Глаза их встретились – и сказали все красноречивее всяких слов.

– А что я могу сделать? – произнесла, наконец, Леттис. Она заметалась по комнате, словно раненый зверь – казалось, эти стены душили ее... За окнами свистел февральский ветер, блуждая в Кендальских горах.

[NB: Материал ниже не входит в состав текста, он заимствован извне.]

//! Persisted usage records

use chrono::{DateTime, Local};
use serde::{Deserialize, Serialize};
use siteguard_util::HostName;
use std::collections::BTreeMap;

/// All host usage records of one calendar day (`usage-<YYYY-MM-DD>`)
pub type UsageDay = BTreeMap<HostName, HostUsage>;

/// Visited URLs per date key (`visitedTabs`), diagnostic only
pub type VisitedTabs = BTreeMap<String, Vec<String>>;

/// Add `secs` to a minutes/seconds pair, keeping `seconds < 60`
fn carry(minutes: &mut u64, seconds: &mut u64, secs: u64) {
    let total = *seconds + secs;
    *minutes += total / 60;
    *seconds = total % 60;
}

/// Time accrued inside one configured range
#[derive(Debug, Clone, Copy, Default, PartialEq, Eq, Serialize, Deserialize)]
pub struct RangeUsage {
    #[serde(default)]
    pub minutes: u64,
    #[serde(default)]
    pub seconds: u64,
}

impl RangeUsage {
    pub fn add_seconds(&mut self, secs: u64) {
        carry(&mut self.minutes, &mut self.seconds, secs);
    }

    pub fn total_seconds(&self) -> u64 {
        self.minutes * 60 + self.seconds
    }
}

/// One host's usage on one day
#[derive(Debug, Clone, Default, PartialEq, Eq, Serialize, Deserialize)]
#[serde(rename_all = "camelCase")]
pub struct HostUsage {
    #[serde(default)]
    pub minutes: u64,

    /// Always below 60
    #[serde(default)]
    pub seconds: u64,

    /// Chronological
    #[serde(default)]
    pub activation_timestamps: Vec<DateTime<Local>>,

    /// Keyed by `HH:MM-HH:MM`
    #[serde(default)]
    pub range_usage: BTreeMap<String, RangeUsage>,
}

impl HostUsage {
    pub fn add_seconds(&mut self, secs: u64) {
        carry(&mut self.minutes, &mut self.seconds, secs);
    }

    pub fn add_range_seconds(&mut self, range_key: &str, secs: u64) {
        self.range_usage
            .entry(range_key.to_string())
            .or_default()
            .add_seconds(secs);
    }

    pub fn record_activation(&mut self, at: DateTime<Local>) {
        self.activation_timestamps.push(at);
    }

    pub fn total_seconds(&self) -> u64 {
        self.minutes * 60 + self.seconds
    }

    /// Usage of one range; zero if nothing accrued yet
    pub fn range(&self, range_key: &str) -> RangeUsage {
        self.range_usage.get(range_key).copied().unwrap_or_default()
    }

    /// Activations within `[start, end)`
    pub fn activations_between(
        &self,
        start: DateTime<Local>,
        end: DateTime<Local>,
    ) -> impl Iterator<Item = &DateTime<Local>> {
        self.activation_timestamps
            .iter()
            .filter(move |at| **at >= start && **at < end)
    }

    /// Activations within `[start, end]`
    pub fn activations_through(
        &self,
        start: DateTime<Local>,
        end: DateTime<Local>,
    ) -> impl Iterator<Item = &DateTime<Local>> {
        self.activation_timestamps
            .iter()
            .filter(move |at| **at >= start && **at <= end)
    }
}

/// Combined seconds across every host of a day
pub fn day_total_seconds(day: &UsageDay) -> u64 {
    day.values().map(HostUsage::total_seconds).sum()
}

– Все здесь ненавижу! – горячо вырвалось у Леттис. Слишком здесь все напоминало ей о происшедшем. И вдруг она подумала об усадьбе Морлэнд с ее чистыми и просторными покоями, всегда свежевымытыми сияющими окнами, с жаркими каминами... Как тепло и уютно было ей там в детстве! Перед глазами Леттис пронеслись картины далекого уже прошлого – мать, расчесывающая волосы перед серебряным зеркалом, отец, читающий предобеденную молитву за столом, запах свежеиспеченных пирожков с миндалем и изюмом, аромат вина, приправленного специями – запахи Рождества... Джон, помогающий ей натянуть тугой лук... Запах ее собственной разгоряченной кожи, когда она сидела на траве в итальянском садике жарким летним днем...

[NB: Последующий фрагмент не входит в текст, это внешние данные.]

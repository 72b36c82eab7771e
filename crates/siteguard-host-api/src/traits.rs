//! Browser collaborator traits

use async_trait::async_trait;
use siteguard_api::{BlockReason, TabInfo};
use siteguard_util::{HostName, TabId, WindowId};
use thiserror::Error;
use url::Url;

/// Errors from browser-side operations
#[derive(Debug, Error)]
pub enum HostError {
    #[error("Redirect failed: {0}")]
    RedirectFailed(String),

    #[error("Tab not found: {0}")]
    TabNotFound(TabId),

    #[error("Browser bridge unavailable")]
    BridgeUnavailable,

    #[error("Internal error: {0}")]
    Internal(String),
}

pub type HostResult<T> = Result<T, HostError>;

/// Current view of the browser's tabs
pub trait TabQuery {
    fn tab(&self, tab_id: TabId) -> Option<TabInfo>;

    /// Active tab of `window`
    fn active_tab(&self, window: WindowId) -> Option<TabInfo>;

    fn open_tabs(&self) -> Vec<TabInfo>;

    /// Focused browser window; `None` when another application has focus
    fn focused_window(&self) -> Option<WindowId>;

    /// Active tab of the focused window
    fn focused_tab(&self) -> Option<TabInfo> {
        self.focused_window().and_then(|w| self.active_tab(w))
    }
}

/// A tab to redirect to the block page
#[derive(Debug, Clone, PartialEq, Eq)]
pub struct BlockRequest {
    pub tab_id: TabId,
    pub host: HostName,
    pub original_url: String,
    pub reason: BlockReason,
    pub reason_text: String,
    /// Block page carrying `url`, `reason` and `host` query parameters
    pub redirect_url: Option<String>,
}

impl BlockRequest {
    pub fn new(
        tab_id: TabId,
        host: HostName,
        original_url: impl Into<String>,
        reason: BlockReason,
        block_page: Option<&str>,
    ) -> Self {
        let original_url = original_url.into();
        let reason_text = reason.to_string();
        let redirect_url =
            block_page.and_then(|page| block_page_url(page, &original_url, &reason_text, &host));

        Self {
            tab_id,
            host,
            original_url,
            reason,
            reason_text,
            redirect_url,
        }
    }
}

/// Build the redirect target; `None` if `block_page` is not a valid URL
pub fn block_page_url(
    block_page: &str,
    original_url: &str,
    reason_text: &str,
    host: &HostName,
) -> Option<String> {
    Url::parse_with_params(
        block_page,
        &[
            ("url", original_url),
            ("reason", reason_text),
            ("host", host.as_str()),
        ],
    )
    .ok()
    .map(String::from)
}

/// Redirects tabs to the block page
#[async_trait]
pub trait BlockExecutor: Send + Sync {
    /// Fire-and-forget redirect; callers log and drop failures
    async fn redirect(&self, request: &BlockRequest) -> HostResult<()>;

    fn is_healthy(&self) -> bool {
        true
    }
}

#[cfg(test)]
mod tests {
    use super::*;
    use siteguard_util::DayType;

    #[test]
    fn redirect_url_carries_context() {
        let request = BlockRequest::new(
            TabId(5),
            HostName::new("youtube.com"),
            "https://www.youtube.com/watch?v=1&t=2",
            BlockReason::OutsideAllowedHours {
                day_type: DayType::Weekday,
            },
            Some("http://127.0.0.1:8080/blocked.html"),
        );

        assert_eq!(request.reason_text, "outside allowed hours for weekday");

        let redirect = Url::parse(request.redirect_url.as_deref().unwrap()).unwrap();
        assert_eq!(redirect.path(), "/blocked.html");
        let params: Vec<(String, String)> = redirect.query_pairs().into_owned().collect();
        assert_eq!(
            params,
            vec![
                ("url".into(), "https://www.youtube.com/watch?v=1&t=2".into()),
                ("reason".into(), "outside allowed hours for weekday".into()),
                ("host".into(), "youtube.com".into()),
            ]
        );
    }

    #[test]
    fn no_block_page_means_no_redirect_url() {
        let request = BlockRequest::new(
            TabId(5),
            HostName::new("a.com"),
            "https://a.com/",
            BlockReason::NoRuleDefined,
            None,
        );
        assert!(request.redirect_url.is_none());
        assert!(block_page_url("not a url", "https://a.com/", "x", &request.host).is_none());
    }
}
//! Host extraction from browser URLs

use url::Url;

use crate::HostName;

/// Schemes whose URLs are never recorded in the visited-tabs log
const UNRECORDED_SCHEMES: &[&str] = &["chrome-extension", "data"];

/// Derive the registrable host of a URL, or `None` when there is nothing to evaluate.
///
/// Only `http`/`https` URLs have a host. The registrable part is a heuristic:
/// the last two labels, or the last three when the second-to-last label is
/// short (`co.uk`, `com.au`) or the top-level label is a two-letter country code.
pub fn host_from_url(url: &str) -> Option<HostName> {
    let parsed = Url::parse(url).ok()?;
    if !matches!(parsed.scheme(), "http" | "https") {
        return None;
    }

    let hostname = parsed.host_str()?;
    if hostname.is_empty() {
        return None;
    }

    let parts: Vec<&str> = hostname.split('.').collect();
    if parts.len() <= 1 {
        return Some(HostName::new(hostname));
    }

    let n = parts.len();
    let keep = if n > 2 && (parts[n - 2].len() <= 3 || parts[n - 1].len() <= 2) {
        3
    } else {
        2
    };

    Some(HostName::new(parts[n - keep..].join(".")))
}

/// Whether a URL belongs in the visited-tabs diagnostic log
pub fn is_recordable_url(url: &str) -> bool {
    match Url::parse(url) {
        Ok(parsed) => !UNRECORDED_SCHEMES.contains(&parsed.scheme()),
        Err(_) => false,
    }
}
//! Browser collaborator interfaces for siteguardd
//!
//! This crate defines what the core needs from the browser side: a view of
//! the open tabs and a way to redirect a tab to the block page. It contains
//! no browser code itself; the bridge process talks to siteguardd over IPC.

mod mock;
mod registry;
mod traits;

pub use mock::*;
pub use registry::*;
pub use traits::*;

Джин, пристально наблюдавшая за ней, заметила, как просветлело ее лицо, и обеспокоенно спросила:

– Что? О чем вы задумались?

Леттис уставилась на Джин, изумленная до глубины души. Да как ей это до сих пор в голову не пришло? Ее охватило страстное, непреодолимое желание: домой! Скорее домой!

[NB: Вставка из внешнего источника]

//! Site rules and the process-wide policy settings
//!
//! Field names are camelCase on the wire and in the store: these values are
//! persisted as-is under the `rules`, `globalLimits`, `operationMode` and
//! `temporaryDisable*` keys.

use chrono::{DateTime, Local};
use serde::{Deserialize, Serialize};
use siteguard_util::{ClockRange, DayType, HostName, WallClock};
use std::collections::BTreeMap;
use std::fmt;
use std::str::FromStr;

/// All site rules, keyed by host
pub type RuleSet = BTreeMap<HostName, SiteRule>;

/// A clock window during which a site is reachable, optionally with its own limit
#[derive(Debug, Clone, PartialEq, Eq, Serialize, Deserialize)]
#[serde(rename_all = "camelCase")]
pub struct TimeRange {
    pub start_time: WallClock,
    pub end_time: WallClock,
    #[serde(default, skip_serializing_if = "Option::is_none")]
    pub limit_minutes: Option<u32>,
}

impl TimeRange {
    pub fn new(start_time: WallClock, end_time: WallClock) -> Self {
        Self {
            start_time,
            end_time,
            limit_minutes: None,
        }
    }

    pub fn with_limit(mut self, minutes: u32) -> Self {
        self.limit_minutes = Some(minutes);
        self
    }

    pub fn clock_range(&self) -> ClockRange {
        ClockRange::new(self.start_time, self.end_time)
    }

    /// Key of this range's usage bucket
    pub fn key(&self) -> String {
        self.clock_range().key()
    }

    pub fn contains(&self, time: WallClock) -> bool {
        self.clock_range().contains(time)
    }
}

/// Schedule applying on weekdays or on weekends
#[derive(Debug, Clone, Default, PartialEq, Eq, Serialize, Deserialize)]
#[serde(rename_all = "camelCase")]
pub struct ScheduleRule {
    #[serde(default)]
    pub daily_limit_minutes: Option<u32>,

    /// Absent or empty means allowed all day
    #[serde(default)]
    pub time_ranges: Option<Vec<TimeRange>>,
}

impl ScheduleRule {
    /// Ranges that gate access, if any are configured
    pub fn gating_ranges(&self) -> Option<&[TimeRange]> {
        self.time_ranges
            .as_deref()
            .filter(|ranges| !ranges.is_empty())
    }

    /// First range in declaration order containing `time`
    pub fn matching_range(&self, time: WallClock) -> Option<&TimeRange> {
        self.gating_ranges()?
            .iter()
            .find(|range| range.contains(time))
    }
}

/// Per-host rule: either unrestricted, or a weekday and/or weekend schedule
#[derive(Debug, Clone, Default, PartialEq, Eq, Serialize, Deserialize)]
#[serde(rename_all = "camelCase")]
pub struct SiteRule {
    #[serde(default, skip_serializing_if = "std::ops::Not::not")]
    pub unrestricted: bool,

    #[serde(default, skip_serializing_if = "Option::is_none")]
    pub weekday: Option<ScheduleRule>,

    #[serde(default, skip_serializing_if = "Option::is_none")]
    pub weekend: Option<ScheduleRule>,
}

impl SiteRule {
    pub fn unrestricted() -> Self {
        Self {
            unrestricted: true,
            ..Default::default()
        }
    }

    pub fn schedule_for(&self, day_type: DayType) -> Option<&ScheduleRule> {
        match day_type {
            DayType::Weekday => self.weekday.as_ref(),
            DayType::Weekend => self.weekend.as_ref(),
        }
    }
}

/// Caps on total minutes across all hosts combined
#[derive(Debug, Clone, Copy, Default, PartialEq, Eq, Serialize, Deserialize)]
pub struct GlobalLimits {
    #[serde(default)]
    pub weekday: Option<u32>,
    #[serde(default)]
    pub weekend: Option<u32>,
}

impl GlobalLimits {
    pub fn for_day(&self, day_type: DayType) -> Option<u32> {
        match day_type {
            DayType::Weekday => self.weekday,
            DayType::Weekend => self.weekend,
        }
    }
}

/// Global policy stance
#[derive(Debug, Clone, Copy, Default, PartialEq, Eq, Hash, Serialize, Deserialize)]
#[serde(rename_all = "lowercase")]
pub enum OperationMode {
    /// Observe only, never block
    Monitoring,
    /// Default-allow: hosts without rules are reachable
    #[default]
    Permissive,
    /// Default-deny: hosts without rules are blocked
    Strict,
}

impl fmt::Display for OperationMode {
    fn fmt(&self, f: &mut fmt::Formatter<'_>) -> fmt::Result {
        match self {
            OperationMode::Monitoring => write!(f, "monitoring"),
            OperationMode::Permissive => write!(f, "permissive"),
            OperationMode::Strict => write!(f, "strict"),
        }
    }
}

impl FromStr for OperationMode {
    type Err = String;

    fn from_str(s: &str) -> Result<Self, Self::Err> {
        match s.to_ascii_lowercase().as_str() {
            "monitoring" => Ok(OperationMode::Monitoring),
            "permissive" => Ok(OperationMode::Permissive),
            "strict" => Ok(OperationMode::Strict),
            other => Err(format!("Unknown operation mode: {}", other)),
        }
    }
}

/// Time-boxed override suspending all blocking
#[derive(Debug, Clone, Copy, PartialEq, Eq, Serialize, Deserialize)]
#[serde(rename_all = "camelCase")]
pub struct TemporaryDisable {
    pub end_time: DateTime<Local>,
    pub duration_minutes: u32,
}

impl TemporaryDisable {
    pub fn is_active(&self, now: &DateTime<Local>) -> bool {
        *now < self.end_time
    }
}

#[cfg(test)]
mod tests {
    use super::*;

    fn clock(s: &str) -> WallClock {
        s.parse().unwrap()
    }

    #[test]
    fn site_rule_camel_case_roundtrip() {
        let json = r#"{
            "weekday": {
                "dailyLimitMinutes": 60,
                "timeRanges": [
                    {"startTime": "09:00", "endTime": "12:00", "limitMinutes": 30},
                    {"startTime": "22:00", "endTime": "06:00"}
                ]
            },
            "weekend": {"dailyLimitMinutes": null, "timeRanges": null}
        }"#;

        let rule: SiteRule = serde_json::from_str(json).unwrap();
        assert!(!rule.unrestricted);

        let weekday = rule.schedule_for(DayType::Weekday).unwrap();
        assert_eq!(weekday.daily_limit_minutes, Some(60));
        let ranges = weekday.gating_ranges().unwrap();
        assert_eq!(ranges.len(), 2);
        assert_eq!(ranges[0].limit_minutes, Some(30));
        assert_eq!(ranges[1].key(), "22:00-06:00");

        let weekend = rule.schedule_for(DayType::Weekend).unwrap();
        assert!(weekend.gating_ranges().is_none());

        let out = serde_json::to_value(&rule).unwrap();
        assert!(out.get("unrestricted").is_none());
        assert_eq!(out["weekday"]["timeRanges"][0]["startTime"], "09:00");
    }

    #[test]
    fn unrestricted_rule_shape() {
        let json = serde_json::to_string(&SiteRule::unrestricted()).unwrap();
        assert_eq!(json, r#"{"unrestricted":true}"#);
    }

    #[test]
    fn matching_range_is_first_match() {
        let schedule = ScheduleRule {
            daily_limit_minutes: None,
            time_ranges: Some(vec![
                TimeRange::new(clock("08:00"), clock("12:00")).with_limit(10),
                TimeRange::new(clock("22:00"), clock("06:00")),
            ]),
        };

        assert_eq!(
            schedule.matching_range(clock("09:30")).map(|r| r.key()),
            Some("08:00-12:00".to_string())
        );
        assert_eq!(
            schedule.matching_range(clock("23:00")).map(|r| r.key()),
            Some("22:00-06:00".to_string())
        );
        assert!(schedule.matching_range(clock("15:00")).is_none());
    }

    #[test]
    fn empty_ranges_do_not_gate() {
        let schedule = ScheduleRule {
            daily_limit_minutes: Some(5),
            time_ranges: Some(vec![]),
        };
        assert!(schedule.gating_ranges().is_none());
        assert!(schedule.matching_range(clock("12:00")).is_none());
    }

    #[test]
    fn operation_mode_parsing() {
        assert_eq!("Strict".parse::<OperationMode>().unwrap(), OperationMode::Strict);
        assert_eq!(OperationMode::default(), OperationMode::Permissive);
        assert!("lenient".parse::<OperationMode>().is_err());
        assert_eq!(serde_json::to_string(&OperationMode::Monitoring).unwrap(), r#""monitoring""#);
    }

    #[test]
    fn global_limits_per_day_type() {
        let limits = GlobalLimits {
            weekday: Some(120),
            weekend: None,
        };
        assert_eq!(limits.for_day(DayType::Weekday), Some(120));
        assert_eq!(limits.for_day(DayType::Weekend), None);
    }
}
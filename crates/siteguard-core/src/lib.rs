//! Core policy engine for siteguardd
//!
//! This crate is the heart of siteguardd, containing:
//! - Usage ledger (per-day, per-host dwell time and activations)
//! - Session tracker (which host is accruing time right now)
//! - Policy resolver (allow or block, walking the layered rules)
//! - The engine tying them together with the reconciliation loop
//! - Usage and activation reports

mod engine;
mod events;
mod ledger;
mod report;
mod resolver;
mod tracker;

pub use engine::*;
pub use events::*;
pub use ledger::*;
pub use report::*;
pub use resolver::*;
pub use tracker::*;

– А почему нет?! – воскликнула она, раскрывая Джин объятия и радостно смеясь. – Какая же я была дура! Мы уедем домой, в усадьбу Морлэнд, – все мы, все вместе. Вот только распогодится... И мне снова станет хорошо, и все будет прекрасно!

Внезапная радость Леттис была столь заразительна, что Джин, сама не понимая отчего, тоже начала смеяться. Леттис схватила ее за руки – и вот уже эти две зрелые женщины кружатся по комнате в бешеном танце, как девчонки на зеленом лугу…

Но усадьба Морлэнд, куда возвратилась Леттис, была уже совсем другой, ничуть не похожей на тот дом, откуда юной девушкой она уехала ко двору. Отец ее умер, братья и сестры все разлетелись по свету – кроме Джейн... Дом казался опустевшим и заброшенным. Конечно, дом не был пуст, но частенько возникала необъяснимая напряженность между членами семьи, и Леттис, ставшая за эти годы весьма чувствительной к недомолвкам, вскоре вполне уяснила себе ситуацию.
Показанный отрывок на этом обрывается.